Both the Thai Prime Minister and the Public Health Minister stated to the Thai press this afternoon, April 20th, 2021, that there were no plans to remove what some people call a controversial program to put everyone positive for Covid-19 under medical care, even if they are asymptomatic or have mild symptoms.

The Department of Medical Services Director-General Dr. Somsak Akksilp also confirmed there were no plans to change the current policy, which puts anyone who tests positive for the virus into either a hospital, field hospital (larger barracks-style rooms with multiple patients), or a hospitel (former quarantine hotels for people coming back to Thailand from overseas.) under medical care.

Thai Public Health Minister Anutin Charnvirakul added that with the current strain of Covid-19 people’s health conditions could change very quickly and even though one might be asymptomatic one evening they could develop serious symptoms overnight and that Thailand’s medical staff believe it is better to keep everyone under medical observation rather than allow self-isolation at home.

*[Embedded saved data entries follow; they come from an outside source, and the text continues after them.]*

use crate::consts::{
    ACTIVITY_HOLD_TICKS, BOOT_BLINK_TICKS, DMX_MAX_ADDRESS, DMX_NULL_START, NO_DATA_TIMEOUT_TICKS,
    SC_POLL,
};
use crate::dmx_driver::{BusByte, DmxError, DmxReceiver, DmxTransmitter};
use crate::indicator::{flash_indicator, Indicator, IndicatorPins, Timeout, TimeoutCounters};
use crate::types::{decode_address_switch, DmxAddress};

/// The address selector of a device. Returns the raw port with the inverted address in the
/// lower 9 bits, see [decode_address_switch].
pub trait AddressSwitch {
    fn read_address_pins(&mut self) -> u16;
}

/// Whatever the captured channel value drives, usually a pwm.
pub trait DutyCycleOutput {
    fn set_duty_cycle(&mut self, duty_cycle: u8);
}

#[derive(Debug, Copy, Clone, Eq, PartialEq)]
#[cfg_attr(feature = "defmt", derive(defmt::Format))]
pub enum FrameSyncState {
    /// Waiting for a break.
    Idle,
    /// Inside a data frame. `slot` is the slot number of the next data byte.
    Synced { slot: u16 },
}

/// What a call to [DmxDevice::poll] did.
#[derive(Debug, Copy, Clone, Eq, PartialEq)]
#[cfg_attr(feature = "defmt", derive(defmt::Format))]
pub enum SyncEvent {
    /// Nothing was received.
    NoData,
    /// A break with the null start code was received.
    DataFrameStarted,
    /// The slot at the own address was received.
    SlotCaptured { value: u8, changed: bool },
    /// A slot for another device passed by.
    SlotSkipped,
    /// A complete poll frame was received. `answered` is true if the own address was part of
    /// it.
    PollReceived { answered: bool },
    /// A break followed by a start code this device doesn't handle. The frame gets ignored.
    UnknownStartCode(u8),
    /// A byte outside of any frame or a stray byte.
    Discarded,
}

#[derive(Debug)]
pub struct DmxDeviceConfig {
    /// How long the changed value and poll answer indications last, in supervisor ticks.
    pub activity_hold_ticks: u16,
    /// Ticks without a data frame after which the green led goes dark.
    pub no_data_timeout_ticks: u16,
}

impl Default for DmxDeviceConfig {
    fn default() -> Self {
        Self {
            activity_hold_ticks: ACTIVITY_HOLD_TICKS,
            no_data_timeout_ticks: NO_DATA_TIMEOUT_TICKS,
        }
    }
}

enum PollFrame {
    Complete(u8),
    /// A break arrived before the frame was complete.
    Interrupted,
}

/// A dmx device that follows one channel and answers polls for its address.
///
/// The address is read from the [AddressSwitch] on every poll, so changing it takes effect
/// with the next frame.
pub struct DmxDevice<'a, D, S, O, P>
where
    D: DmxTransmitter + DmxReceiver,
    S: AddressSwitch,
    O: DutyCycleOutput,
    P: IndicatorPins,
{
    driver: D,
    switch: S,
    output: O,
    pins: P,
    timeouts: &'a TimeoutCounters,
    config: DmxDeviceConfig,
    state: FrameSyncState,
    address: DmxAddress,
    value: u8,
}

impl<'a, D, S, O, P> DmxDevice<'a, D, S, O, P>
where
    D: DmxTransmitter + DmxReceiver,
    S: AddressSwitch,
    O: DutyCycleOutput,
    P: IndicatorPins,
{
    pub fn new(
        driver: D,
        mut switch: S,
        output: O,
        pins: P,
        timeouts: &'a TimeoutCounters,
        config: DmxDeviceConfig,
    ) -> Self {
        let address = decode_address_switch(switch.read_address_pins());

        Self {
            driver,
            switch,
            output,
            pins,
            timeouts,
            config,
            state: FrameSyncState::Idle,
            address,
            value: 0,
        }
    }

    /// Releases the bus and blinks the green led once.
    pub fn start(&mut self) -> Result<(), DmxError<D::DriverError>> {
        self.driver.release_bus()?;
        flash_indicator(
            self.timeouts,
            &mut self.pins,
            Timeout::NoData,
            Indicator::Green,
            BOOT_BLINK_TICKS,
        );

        Ok(())
    }

    /// Handles at most one received byte. A poll frame is read completely and answered in
    /// the same call.
    pub fn poll(&mut self) -> Result<SyncEvent, DmxError<D::DriverError>> {
        self.address = decode_address_switch(self.switch.read_address_pins());

        let Some(byte) = self.driver.try_receive()? else {
            return Ok(SyncEvent::NoData);
        };

        match (byte, self.state) {
            (BusByte::Break, _) => self.handle_break(),
            (BusByte::Data(value), FrameSyncState::Synced { slot }) => {
                Ok(self.handle_slot(slot, value))
            },
            (BusByte::Data(_), FrameSyncState::Idle) | (BusByte::Stray(_), _) => {
                Ok(SyncEvent::Discarded)
            },
        }
    }

    fn handle_break(&mut self) -> Result<SyncEvent, DmxError<D::DriverError>> {
        loop {
            self.state = FrameSyncState::Idle;

            match self.driver.receive()? {
                BusByte::Data(DMX_NULL_START) => {
                    self.state = FrameSyncState::Synced { slot: 1 };
                    self.timeouts
                        .arm(Timeout::NoData, self.config.no_data_timeout_ticks);
                    if !self.timeouts.is_running(Timeout::GreenActivity) {
                        self.pins.set_indicator(Indicator::Green, true);
                    }

                    return Ok(SyncEvent::DataFrameStarted);
                },
                BusByte::Data(SC_POLL) => match self.read_poll_frame()? {
                    PollFrame::Complete(requested) => {
                        let answered = requested != 0;
                        if answered {
                            self.answer_poll()?;
                        }

                        return Ok(SyncEvent::PollReceived { answered });
                    },
                    PollFrame::Interrupted => continue,
                },
                BusByte::Break => continue,
                BusByte::Data(start_code) | BusByte::Stray(start_code) => {
                    log::trace!("ignoring frame with start code {:#04x}", start_code);

                    return Ok(SyncEvent::UnknownStartCode(start_code));
                },
            }
        }
    }

    fn read_poll_frame(&mut self) -> Result<PollFrame, DmxError<D::DriverError>> {
        let mut requested = 0;

        for slot in 1..=DMX_MAX_ADDRESS {
            let value = match self.driver.receive()? {
                BusByte::Break => return Ok(PollFrame::Interrupted),
                BusByte::Data(value) | BusByte::Stray(value) => value,
            };

            if slot == self.address.as_u16() {
                requested = value;
            }
        }

        Ok(PollFrame::Complete(requested))
    }

    fn answer_poll(&mut self) -> Result<(), DmxError<D::DriverError>> {
        log::debug!("answering poll for {}", self.address);

        self.driver.send_bare_break()?;
        flash_indicator(
            self.timeouts,
            &mut self.pins,
            Timeout::RedActivity,
            Indicator::Red,
            self.config.activity_hold_ticks,
        );
        self.driver.release_bus()
    }

    fn handle_slot(&mut self, slot: u16, value: u8) -> SyncEvent {
        if slot != self.address.as_u16() {
            let next = slot + 1;
            self.state = FrameSyncState::Synced {
                slot: if next > DMX_MAX_ADDRESS { 0 } else { next },
            };

            return SyncEvent::SlotSkipped;
        }

        let changed = value != self.value;
        if changed {
            self.timeouts
                .arm(Timeout::GreenActivity, self.config.activity_hold_ticks);
            self.pins.set_indicator(Indicator::Green, false);
        }

        self.value = value;
        self.output.set_duty_cycle(value);
        self.state = FrameSyncState::Idle;

        SyncEvent::SlotCaptured { value, changed }
    }

    pub fn get_state(&self) -> FrameSyncState {
        self.state
    }

    /// The address as of the last poll.
    pub fn get_address(&self) -> DmxAddress {
        self.address
    }

    /// The last captured value.
    pub fn get_value(&self) -> u8 {
        self.value
    }

    /// Get a reference to the underlying driver.
    pub fn get_driver(&mut self) -> &mut D {
        &mut self.driver
    }
}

Thai Prime Minister Prayut Chan O’Cha also added that there were concerns that people self-isolating would not follow the rules and noted that many people live in large households in Thailand with potentially elderly and vulnerable family members and that therefore mandatory medical supervision was deemed to be required, thus building more field hospitals around the country.

Critics of the policy claim, however, that the medical supervision pact for those with very mild or even no symptoms would lead many to avoid Covid-19 testing entirely out of potential fear of ending up in a field hospital. Foreign nationals have also been commenting steadily on social media expressing concern for the cost of the care, which is free for Thai nationals but not for a foreigner (although is for migrant workers) and could end up becoming an expensive bill for someone who might have zero symptoms of the virus.

For now, however, Thailand is sticking by its plan to require mandatory medical supervision of all cases but Dr. Somsak did state that officials are quickly securing more hotels to use as “hospitals” to provide more comfortable experiences and ensure there is not a lack of beds.